Task data:
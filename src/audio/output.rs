//! Speaker output: clip decoding (MP3 via `minimp3`, WAV via `hound`) and a
//! cancellable cpal sink.
//!
//! [`AudioSink::play`] blocks the calling thread until the clip has been
//! played, the cancel flag is raised, or the device fails.  Run it on a
//! blocking thread, never on the async runtime.

use std::io::Cursor;
use std::sync::atomic::{AtomicBool, AtomicUsize, Ordering};
use std::sync::{Arc, Mutex, PoisonError};
use std::time::{Duration, Instant};

use cpal::traits::{DeviceTrait, HostTrait, StreamTrait};
use thiserror::Error;

use super::convert::{downmix, resample};

/// How often the play loop checks for completion or cancellation.
const POLL_INTERVAL: Duration = Duration::from_millis(20);
/// Grace period after the last sample so the device buffer drains.
const DRAIN_GRACE: Duration = Duration::from_millis(100);

// ---------------------------------------------------------------------------
// OutputError
// ---------------------------------------------------------------------------

#[derive(Debug, Error)]
pub enum OutputError {
    #[error("MP3 decode error: {0}")]
    Decode(String),

    #[error("no output device available")]
    NoDevice,

    #[error("failed to query default output config: {0}")]
    DefaultConfig(#[from] cpal::DefaultStreamConfigError),

    #[error("failed to build output stream: {0}")]
    BuildStream(#[from] cpal::BuildStreamError),

    #[error("failed to start output stream: {0}")]
    PlayStream(#[from] cpal::PlayStreamError),

    #[error("output stream failed: {0}")]
    Stream(String),

    #[error("output device stopped consuming audio")]
    Stalled,
}

// ---------------------------------------------------------------------------
// Decoding
// ---------------------------------------------------------------------------

/// Mono PCM ready for output.
#[derive(Debug, Clone, PartialEq)]
pub struct DecodedAudio {
    pub samples: Vec<f32>,
    pub sample_rate: u32,
}

impl DecodedAudio {
    pub fn duration(&self) -> Duration {
        if self.sample_rate == 0 {
            return Duration::ZERO;
        }
        Duration::from_secs_f64(self.samples.len() as f64 / self.sample_rate as f64)
    }
}

/// Decode an MP3 stream into mono `f32` samples.
///
/// Multi-channel frames are averaged.  An empty input decodes to an empty
/// clip; garbage input is a [`OutputError::Decode`].
pub fn decode_mp3(bytes: &[u8]) -> Result<DecodedAudio, OutputError> {
    let mut decoder = minimp3::Decoder::new(Cursor::new(bytes));
    let mut samples = Vec::new();
    let mut sample_rate = 0u32;

    loop {
        match decoder.next_frame() {
            Ok(frame) => {
                sample_rate = frame.sample_rate as u32;
                let channels = frame.channels.max(1);
                samples.extend(frame.data.chunks(channels).map(|chunk| {
                    chunk.iter().map(|&s| f32::from(s) / 32_768.0).sum::<f32>()
                        / chunk.len() as f32
                }));
            }
            Err(minimp3::Error::Eof | minimp3::Error::InsufficientData) => break,
            Err(minimp3::Error::SkippedData) => continue,
            Err(e) => return Err(OutputError::Decode(e.to_string())),
        }
    }

    if samples.is_empty() && !bytes.is_empty() {
        return Err(OutputError::Decode("no audio frames found".into()));
    }

    Ok(DecodedAudio {
        samples,
        sample_rate,
    })
}

/// Decode a RIFF/WAV clip into mono `f32` samples.
///
/// Streamed WAV headers (`espeak-ng --stdout`) overstate the data length, so
/// a read error after at least one sample ends the clip instead of failing.
pub fn decode_wav(bytes: &[u8]) -> Result<DecodedAudio, OutputError> {
    let reader = hound::WavReader::new(Cursor::new(bytes))
        .map_err(|e| OutputError::Decode(e.to_string()))?;
    let spec = reader.spec();

    let interleaved: Vec<f32> = match spec.sample_format {
        hound::SampleFormat::Float => read_until_truncated(reader.into_samples::<f32>())?,
        hound::SampleFormat::Int => {
            let scale = (1u64 << spec.bits_per_sample.saturating_sub(1).min(31)) as f32;
            read_until_truncated(reader.into_samples::<i32>().map(|s| s.map(|v| v as f32 / scale)))?
        }
    };

    Ok(DecodedAudio {
        samples: downmix(&interleaved, spec.channels),
        sample_rate: spec.sample_rate,
    })
}

fn read_until_truncated(
    samples: impl Iterator<Item = hound::Result<f32>>,
) -> Result<Vec<f32>, OutputError> {
    let mut out = Vec::new();
    for sample in samples {
        match sample {
            Ok(v) => out.push(v),
            Err(e) if out.is_empty() => return Err(OutputError::Decode(e.to_string())),
            Err(_) => break,
        }
    }
    Ok(out)
}

/// Decode whatever a synthesizer returned: WAV when the bytes carry a RIFF
/// header, MP3 otherwise.
pub fn decode_clip(bytes: &[u8]) -> Result<DecodedAudio, OutputError> {
    if bytes.starts_with(b"RIFF") {
        decode_wav(bytes)
    } else {
        decode_mp3(bytes)
    }
}

// ---------------------------------------------------------------------------
// AudioSink
// ---------------------------------------------------------------------------

/// Blocking audio output.
pub trait AudioSink: Send + Sync {
    /// Play an encoded clip (MP3 or WAV).  Returns `Ok(())` on completion
    /// and also when `cancel` was raised part-way through.
    fn play(&self, clip: &[u8], cancel: &AtomicBool) -> Result<(), OutputError>;
}

/// Default output device via cpal.
#[derive(Debug, Clone, Default)]
pub struct CpalSink;

impl CpalSink {
    pub fn new() -> Self {
        Self
    }
}

impl AudioSink for CpalSink {
    fn play(&self, encoded: &[u8], cancel: &AtomicBool) -> Result<(), OutputError> {
        let clip = decode_clip(encoded)?;
        if clip.samples.is_empty() || cancel.load(Ordering::SeqCst) {
            return Ok(());
        }

        let device = cpal::default_host()
            .default_output_device()
            .ok_or(OutputError::NoDevice)?;
        let supported = device.default_output_config()?;
        let device_rate = supported.sample_rate().0;
        let channels = supported.channels() as usize;
        let config: cpal::StreamConfig = supported.into();

        let samples = Arc::new(resample(&clip.samples, clip.sample_rate, device_rate));
        let position = Arc::new(AtomicUsize::new(0));
        let finished = Arc::new(AtomicBool::new(false));

        let failure: Arc<Mutex<Option<String>>> = Arc::new(Mutex::new(None));

        let stream = {
            let samples = Arc::clone(&samples);
            let position = Arc::clone(&position);
            let finished = Arc::clone(&finished);
            let failure = Arc::clone(&failure);
            device.build_output_stream(
                &config,
                move |data: &mut [f32], _: &cpal::OutputCallbackInfo| {
                    let mut pos = position.load(Ordering::Relaxed);
                    for frame in data.chunks_mut(channels) {
                        let sample = samples.get(pos).copied().unwrap_or(0.0);
                        frame.iter_mut().for_each(|out| *out = sample);
                        if pos < samples.len() {
                            pos += 1;
                        }
                    }
                    position.store(pos, Ordering::Relaxed);
                    if pos >= samples.len() {
                        finished.store(true, Ordering::SeqCst);
                    }
                },
                move |err| {
                    log::error!("cpal output stream error: {err}");
                    failure
                        .lock()
                        .unwrap_or_else(PoisonError::into_inner)
                        .get_or_insert_with(|| err.to_string());
                },
                None,
            )?
        };
        stream.play()?;

        let deadline = Instant::now() + clip.duration() + Duration::from_secs(1);
        match await_output(&finished, &failure, cancel, deadline)? {
            OutputEnd::Cancelled => {
                log::debug!("audio: playback cancelled");
            }
            OutputEnd::Finished => {
                std::thread::sleep(DRAIN_GRACE);
                log::debug!("audio: played {} samples @ {device_rate} Hz", samples.len());
            }
        }
        Ok(())
    }
}

#[derive(Debug, Clone, Copy, PartialEq, Eq)]
enum OutputEnd {
    Finished,
    Cancelled,
}

/// Block until the stream has consumed every sample, `cancel` is raised,
/// the stream reports an error, or `deadline` passes.
///
/// A stream error wins over completion: a clip that ended because the
/// device died did not play.
fn await_output(
    finished: &AtomicBool,
    failure: &Mutex<Option<String>>,
    cancel: &AtomicBool,
    deadline: Instant,
) -> Result<OutputEnd, OutputError> {
    loop {
        if let Some(error) = failure
            .lock()
            .unwrap_or_else(PoisonError::into_inner)
            .take()
        {
            return Err(OutputError::Stream(error));
        }
        if finished.load(Ordering::SeqCst) {
            return Ok(OutputEnd::Finished);
        }
        if cancel.load(Ordering::SeqCst) {
            return Ok(OutputEnd::Cancelled);
        }
        if Instant::now() > deadline {
            log::warn!("audio: output stalled, giving up");
            return Err(OutputError::Stalled);
        }
        std::thread::sleep(POLL_INTERVAL);
    }
}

Task:
Each line from the top of the data, up to and including the line that contains "Run it on a", should be set down exactly.

Task response:
filename src/audio/output.rs
//! Speaker output: clip decoding (MP3 via `minimp3`, WAV via `hound`) and a
//! cancellable cpal sink.
//!
//! [`AudioSink::play`] blocks the calling thread until the clip has been
//! played, the cancel flag is raised, or the device fails.  Run it on a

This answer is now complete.